Era questione di un’ora, poi qualche signora che passava i giorni a giocare a tennis o a golf o a prendere il sole, solerte e piena di senso civico, avrebbe telefonato al detective Jones per raccontargli tutto. Inspirai a fondo l’aria che profumava di cloro ed erba bagnata. «Madeline andava a letto con mio marito.» Il suo sguardo si strinse. Scivolò tra me e il corpo sul cemento. «Perché me lo sta dicendo?» «Perché Madeline non si sarebbe mai uccisa. Non così.» Il detective Jones tamburellò con le dita sul ginocchio. Dita lunghe, quasi eleganti. Aspettò che io dicessi qualcosa, usando il suo silenzio contro di me. La stessa cosa faceva mio padre quando tornavo a casa dopo il coprifuoco e voleva sapere dov’ero stata. Era una buona tecnica. La usavo con mia figlia. Con me non funzionava. Il silenzio si fece teso. Posai il tappo del thermos vuoto e incrociai le braccia sul petto. Il detective Jones sorrise. Era il sorriso accondiscendente che le madri rivolgono ai bambini piccoli. Un sorriso che diceva ti faccio vincere questa battaglia, ma vincerò la guerra. Mi gelò il sangue. «Da quanto tempo lo sapeva?» «Otto mesi.» Annuì come se avessi risposto a ben altra domanda. Le sue dita si fermarono. «L’ha uccisa lei?» Il cinguettio degli uccelli, le voci degli uomini vicino alla piscina e il suono dell’acqua che sciabordava negli scarichi, tutto si dissolse nel silenzio. «No.» Avevo parlato a voce troppo alta. «Non sono un’assassina»: no, tutto sbagliato, ero convincente più o meno quanto Dick Nixon che diceva non sono un imbroglione. Quegli occhi gentili non erano più tanto gentili. Si strinsero. «Ha idea di chi altro potesse volerla morta?» Chi altro? A parte me e Roger? Tanto valeva che gli dessi


l’elenco degli iscritti del club.

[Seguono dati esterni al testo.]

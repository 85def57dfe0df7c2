//! Agent value type and instructions.

mod agent;

pub use agent::{Agent, Instructions, ToolChoice};
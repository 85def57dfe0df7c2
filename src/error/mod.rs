//! Error types for Murmur.

use thiserror::Error;

/// Primary error type for all Murmur operations.
#[derive(Error, Debug)]
pub enum MurmurError {
    #[error("Configuration error: {0}")]
    Configuration(String),

    #[error("Unsupported provider: {0}")]
    UnsupportedProvider(String),

    #[error("Authentication error: {0}")]
    Authentication(String),

    #[error("API error (status {status}): {message}")]
    Api { status: u16, message: String },

    #[error("Network error: {0}")]
    Network(#[from] reqwest::Error),

    #[error("Serialization error: {0}")]
    Serialization(#[from] serde_json::Error),

    #[error("Stream error: {0}")]
    Stream(String),

    #[error("Tool execution error: {tool_name} — {message}")]
    ToolExecution { tool_name: String, message: String },

    #[error("Failed to coerce tool output to a string: {0}")]
    ResultCoercion(String),
}

impl MurmurError {
    /// Create an API error.
    pub fn api(status: u16, message: impl Into<String>) -> Self {
        Self::Api {
            status,
            message: message.into(),
        }
    }

    /// Create a tool execution error.
    pub fn tool(tool_name: impl Into<String>, message: impl Into<String>) -> Self {
        Self::ToolExecution {
            tool_name: tool_name.into(),
            message: message.into(),
        }
    }
}

/// Convenience alias.
pub type Result<T> = std::result::Result<T, MurmurError>;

Rabbrividii sotto i raggi del sole. Qualcuno aveva ucciso Madeline. Probabilmente qualcuno che conoscevo. «Non era molto benvoluta.» Il detective Jones alzò un sopracciglio. Voleva ritentare con il silenzio. Cambiai posizione e mi concentrai su un pettirosso appollaiato sul bracciolo di una sdraio poco più in là. Guardavo l’attività vicino alla piscina con grande interesse. Qualcuno in uniforme stava chiudendo Madeline in un sacco nero con la zip. «Cosa faceva?» Il detective Jones sembrava infastidito. «Quando non stava giocando a tennis o a golf o a bridge, lavorava part-time per una galleria d’arte.» «Non intendevo questo.» Mi sforzai di guardare negli occhi socchiusi del detective Jones. «Andava a letto con i mariti delle altre, metteva in giro voci maligne, e non si faceva troppi problemi a ricattare la gente.» «Ricattare?» «Per farsi invitare alle feste giuste. Cose del genere.» Inclinò leggermente la testa di lato. «Avrò bisogno di una lista di nomi.» Non mi stava chiedendo una lista, mi stava chiedendo di commettere un suicidio sociale. Avrei avuto più possibilità di sopravvivere da pilota kamikaze. Se non mi avessero ucciso le signore bene, l’avrebbe fatto mia madre. «Non posso aiutarla.» Di nuovo quegli occhi socchiusi. Il detective Jones mi piaceva molto di più quando era premuroso e mi versava il caffè. Alzai le spalle e le feci ricadere. Non c’erano dubbi. Non potevo aiutarlo. Un detective con lo sguardo torvo non era nemmeno lontanamente minaccioso quanto mia madre sul piede di guerra. Se avessi venduto una delle sue amiche, o una delle figlie delle sue amiche… be’, in confronto la battaglia


del Little Bighorn sarebbe sembrata una giornata al parco. Mi avrebbe massacrata. Il detective Jones annuì. Lentamente. «Devo chiederle di venire in centrale per fare una deposizione.» Fu così che la mattina peggiore della mia vita riuscì a peggiorare ulteriormente.